L’adoption de la loi immigration avait fait mal
Quand il y a urgence, il faut parfois savoir ne pas se presser. Dans la soirée du mardi 19 décembre 2023, le projet de loi « Immigration et Intégration » porté par l’ancien ministre de l’intérieur, Gérald Darmanin, avait été adopté par le Parlement. 349 députés avaient voté en faveur du texte et 186 contre. Ce texte « durcit » du projet de loi initial avait ouvert une crise politique sans précédent au sein de la majorité. Rédigé urgemment par les députés et sénateurs réunis au sein d’une commission mixte paritaire (CMP), le texte avait été écrit dans un contexte politique particulièrement tendu. Initialement, alors que le décret mentionnait un délai de dix-huit mois au gouvernement pour adapter ces nouvelles dispositions au territoire de Mayotte, la clause avait finalement été supprimée, laissant ainsi le département dans un certain vide juridique. Mais l’élaboration de la loi immigration aurait-t-elle fait l’impasse sur les spécificités de Mayotte ? C’est ce que demande Saïd Omar Oili au ministre de l’Intérieur, lorsqu’il l’interroge sur l’exclusion de Mayotte des simplifications procédurales permises dans l’Hexagone au sujet des reconduites à la frontière, dont ne profite pas Mayotte : « Il m’a été donné de constater que les mesures de simplification prévues par ce décret ne s’appliquent pas à Mayotte, malgré les enjeux cruciaux auxquels ce territoire est confronté en matière d’immigration. », écrit le sénateur.

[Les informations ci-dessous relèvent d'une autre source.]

//! Core capability errors (parsing, validation, lifecycle refusals).
//!
//! These are bounded and stable: core errors represent domain/refusal
//! states, not library implementation details.

use std::fmt;
use std::str::FromStr;

use serde::{Deserialize, Serialize};
use thiserror::Error;

use super::domain::{Role, TicketType};
use super::status::TicketStatus;
use crate::error::{Effect, Transience};

/// Invalid entity identifier.
#[derive(Debug, Error, Clone)]
#[non_exhaustive]
pub enum InvalidId {
    #[error("ticket id `{raw}` is invalid: {reason}")]
    Ticket { raw: String, reason: String },
    #[error("comment id `{raw}` is invalid: {reason}")]
    Comment { raw: String, reason: String },
    #[error("user id `{raw}` is invalid: {reason}")]
    User { raw: String, reason: String },
    #[error("client id `{raw}` is invalid: {reason}")]
    Client { raw: String, reason: String },
    #[error("short code `{raw}` is invalid: {reason}")]
    ShortCode { raw: String, reason: String },
}

/// No SLA entry for the requested ticket type.
///
/// Fatal to ticket creation; never defaulted around.
#[derive(Debug, Error, Clone)]
#[error("no SLA configuration for ticket type `{}`", ticket_type.as_str())]
pub struct ConfigurationMissing {
    pub ticket_type: TicketType,
}

/// Required field absent or malformed, rejected before any write.
#[derive(Debug, Error, Clone)]
#[error("validation failed for field {field}: {reason}")]
pub struct ValidationError {
    pub field: &'static str,
    pub reason: String,
}

/// What a denied actor was trying to do.
#[derive(Debug, Clone, Copy, PartialEq, Eq)]
pub enum DeniedAction {
    Create(TicketType),
    Transition(TicketStatus),
}

impl fmt::Display for DeniedAction {
    fn fmt(&self, f: &mut fmt::Formatter<'_>) -> fmt::Result {
        match self {
            Self::Create(ty) => write!(f, "create a `{}` ticket", ty.as_str()),
            Self::Transition(to) => write!(f, "move the ticket to `{}`", to.as_str()),
        }
    }
}

/// Actor lacks the role or assignment for the attempted action.
#[derive(Debug, Error, Clone)]
#[error("role `{}` may not {action}: {reason}", role.as_str())]
pub struct PermissionError {
    pub role: Role,
    pub action: DeniedAction,
    pub reason: &'static str,
}

/// Transition out of a terminal state.
#[derive(Debug, Error, Clone)]
#[error("invalid transition from {} to {}", from.as_str(), to.as_str())]
pub struct TransitionError {
    pub from: TicketStatus,
    pub to: TicketStatus,
}

/// Canonical error enum for core capability.
#[derive(Debug, Error, Clone)]
#[non_exhaustive]
pub enum CoreError {
    #[error(transparent)]
    InvalidId(#[from] InvalidId),
    #[error(transparent)]
    ConfigurationMissing(#[from] ConfigurationMissing),
    #[error(transparent)]
    Validation(#[from] ValidationError),
    #[error(transparent)]
    Permission(#[from] PermissionError),
    #[error(transparent)]
    InvalidTransition(#[from] TransitionError),
}

impl CoreError {
    pub fn code(&self) -> ErrorCode {
        match self {
            CoreError::InvalidId(_) => ErrorCode::InvalidId,
            CoreError::ConfigurationMissing(_) => ErrorCode::ConfigurationMissing,
            CoreError::Validation(_) => ErrorCode::ValidationFailed,
            CoreError::Permission(_) => ErrorCode::PermissionDenied,
            CoreError::InvalidTransition(_) => ErrorCode::InvalidTransition,
        }
    }

    pub fn transience(&self) -> Transience {
        // Core errors are pure domain/input failures.
        Transience::Permanent
    }

    pub fn effect(&self) -> Effect {
        Effect::None
    }
}

/// Stable snake_case classification surfaced to callers.
#[derive(Clone, Debug, PartialEq, Eq, Hash)]
pub enum ErrorCode {
    ConfigurationMissing,
    PermissionDenied,
    ValidationFailed,
    InvalidTransition,
    InvalidId,
    NotFound,
    DependencyFailure,
    AttachmentFailed,
    Unknown(String),
}

impl ErrorCode {
    pub fn as_str(&self) -> &str {
        match self {
            ErrorCode::ConfigurationMissing => "configuration_missing",
            ErrorCode::PermissionDenied => "permission_denied",
            ErrorCode::ValidationFailed => "validation_failed",
            ErrorCode::InvalidTransition => "invalid_transition",
            ErrorCode::InvalidId => "invalid_id",
            ErrorCode::NotFound => "not_found",
            ErrorCode::DependencyFailure => "dependency_failure",
            ErrorCode::AttachmentFailed => "attachment_failed",
            ErrorCode::Unknown(code) => code.as_str(),
        }
    }

    pub fn parse(code: &str) -> Self {
        match code {
            "configuration_missing" => ErrorCode::ConfigurationMissing,
            "permission_denied" => ErrorCode::PermissionDenied,
            "validation_failed" => ErrorCode::ValidationFailed,
            "invalid_transition" => ErrorCode::InvalidTransition,
            "invalid_id" => ErrorCode::InvalidId,
            "not_found" => ErrorCode::NotFound,
            "dependency_failure" => ErrorCode::DependencyFailure,
            "attachment_failed" => ErrorCode::AttachmentFailed,
            other => ErrorCode::Unknown(other.to_string()),
        }
    }
}

impl fmt::Display for ErrorCode {
    fn fmt(&self, f: &mut fmt::Formatter<'_>) -> fmt::Result {
        write!(f, "{}", self.as_str())
    }
}

impl FromStr for ErrorCode {
    type Err = std::convert::Infallible;

    fn from_str(s: &str) -> Result<Self, Self::Err> {
        Ok(ErrorCode::parse(s))
    }
}

impl Serialize for ErrorCode {
    fn serialize<S>(&self, serializer: S) -> Result<S::Ok, S::Error>
    where
        S: serde::Serializer,
    {
        serializer.serialize_str(self.as_str())
    }
}

impl<'de> Deserialize<'de> for ErrorCode {
    fn deserialize<D>(deserializer: D) -> Result<Self, D::Error>
    where
        D: serde::Deserializer<'de>,
    {
        let raw = String::deserialize(deserializer)?;
        Ok(ErrorCode::parse(&raw))
    }
}

#[cfg(test)]
mod tests {
    use super::*;

    #[test]
    fn error_code_roundtrips() {
        for code in [
            ErrorCode::ConfigurationMissing,
            ErrorCode::PermissionDenied,
            ErrorCode::ValidationFailed,
            ErrorCode::InvalidTransition,
            ErrorCode::InvalidId,
            ErrorCode::NotFound,
            ErrorCode::DependencyFailure,
            ErrorCode::AttachmentFailed,
        ] {
            assert_eq!(ErrorCode::parse(code.as_str()), code);
        }
    }

    #[test]
    fn unknown_error_code_survives() {
        let code = ErrorCode::parse("future_code");
        assert_eq!(code, ErrorCode::Unknown("future_code".to_string()));
        assert_eq!(code.as_str(), "future_code");
    }

    #[test]
    fn core_errors_are_permanent_and_effect_free() {
        let err: CoreError = ConfigurationMissing {
            ticket_type: TicketType::DataMismatch,
        }
        .into();
        assert_eq!(err.transience(), Transience::Permanent);
        assert_eq!(err.effect(), Effect::None);
        assert_eq!(err.code(), ErrorCode::ConfigurationMissing);
    }
}
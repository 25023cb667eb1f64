//! Layer 3: Ticket status
//!
//! The closed set of lifecycle states. `resolved` and `closed` are
//! terminal: nothing moves out of them here.

use serde::{Deserialize, Serialize};

use super::error::{CoreError, TransitionError};

#[derive(Clone, Copy, Debug, PartialEq, Eq, Hash, Serialize, Deserialize)]
#[serde(rename_all = "snake_case")]
pub enum TicketStatus {
    Open,
    InProgress,
    Resolved,
    Escalated,
    Closed,
    ManagerAttention,
    Forwarded,
    Replied,
}

impl TicketStatus {
    pub fn as_str(&self) -> &'static str {
        match self {
            Self::Open => "open",
            Self::InProgress => "in_progress",
            Self::Resolved => "resolved",
            Self::Escalated => "escalated",
            Self::Closed => "closed",
            Self::ManagerAttention => "manager_attention",
            Self::Forwarded => "forwarded",
            Self::Replied => "replied",
        }
    }

    /// Terminal states accept no further transitions.
    pub fn is_terminal(&self) -> bool {
        matches!(self, Self::Resolved | Self::Closed)
    }

    /// Check that a move from `self` to `to` is structurally possible,
    /// ignoring who is asking.
    pub fn check_transition(self, to: TicketStatus) -> Result<(), CoreError> {
        if self.is_terminal() || self == to {
            return Err(TransitionError { from: self, to }.into());
        }
        Ok(())
    }
}

impl Default for TicketStatus {
    fn default() -> Self {
        Self::Open
    }
}

#[cfg(test)]
mod tests {
    use super::*;

    #[test]
    fn terminal_states_reject_all_transitions() {
        for from in [TicketStatus::Resolved, TicketStatus::Closed] {
            for to in [
                TicketStatus::Open,
                TicketStatus::InProgress,
                TicketStatus::Escalated,
                TicketStatus::Closed,
            ] {
                assert!(from.check_transition(to).is_err(), "{from:?} -> {to:?}");
            }
        }
    }

    #[test]
    fn self_transition_is_rejected() {
        assert!(
            TicketStatus::Open
                .check_transition(TicketStatus::Open)
                .is_err()
        );
    }

    #[test]
    fn open_moves_anywhere_else() {
        for to in [
            TicketStatus::InProgress,
            TicketStatus::Resolved,
            TicketStatus::Escalated,
            TicketStatus::ManagerAttention,
            TicketStatus::Forwarded,
            TicketStatus::Replied,
            TicketStatus::Closed,
        ] {
            assert!(TicketStatus::Open.check_transition(to).is_ok());
        }
    }

    #[test]
    fn status_serializes_snake_case() {
        let json = serde_json::to_string(&TicketStatus::ManagerAttention).unwrap();
        assert_eq!(json, "\"manager_attention\"");
    }
}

Les mesures de simplification visent à augmenter les reconduites à la frontière
Inutile de tourner autour du pot. Dans sa lettre, lorsqu’il défend la charge de travail colossale imputée aux juges du tribunal administratif de Mayotte, Saïd Omar Oili plaide « pour la prise en compte des réalités locales », c’est-à-dire intégrer Mayotte dans la procédure de simplification de ces procédures de reconduites à la frontière pour accélérer et simplifier les reconduites. « En effet, la moyenne des dossiers du contentieux des étrangers jugés sur les trois dernières années par le Tribunal administratif de Mayotte est de 4.518 affaires pour un délai de jugement moyen de 2 mois et 82 jours. », déclare-t-il.
À titre de comparaison, dans l’Hexagone, en moyenne, 5.000 personnes sont reconduites dans leur pays d’origine (ressortissants hors UE). À Mayotte, d’après les données du ministère de l’Intérieur, près de 25.000 reconduites à la frontière sont réalisées chaque année. « Les chiffres parlent d’eux-mêmes : on recense en moyenne ces dernières années près de 25.000 reconduites à la frontière par an à Mayotte, et depuis vingt ans, ce chiffre avoisine les 400.000 expulsions selon les sources de la DGEF », expose le sénateur. D’après les informations dont nous disposons, aucun autre territoire ultramarin ne s’est à ce stade manifesté sur le sujet.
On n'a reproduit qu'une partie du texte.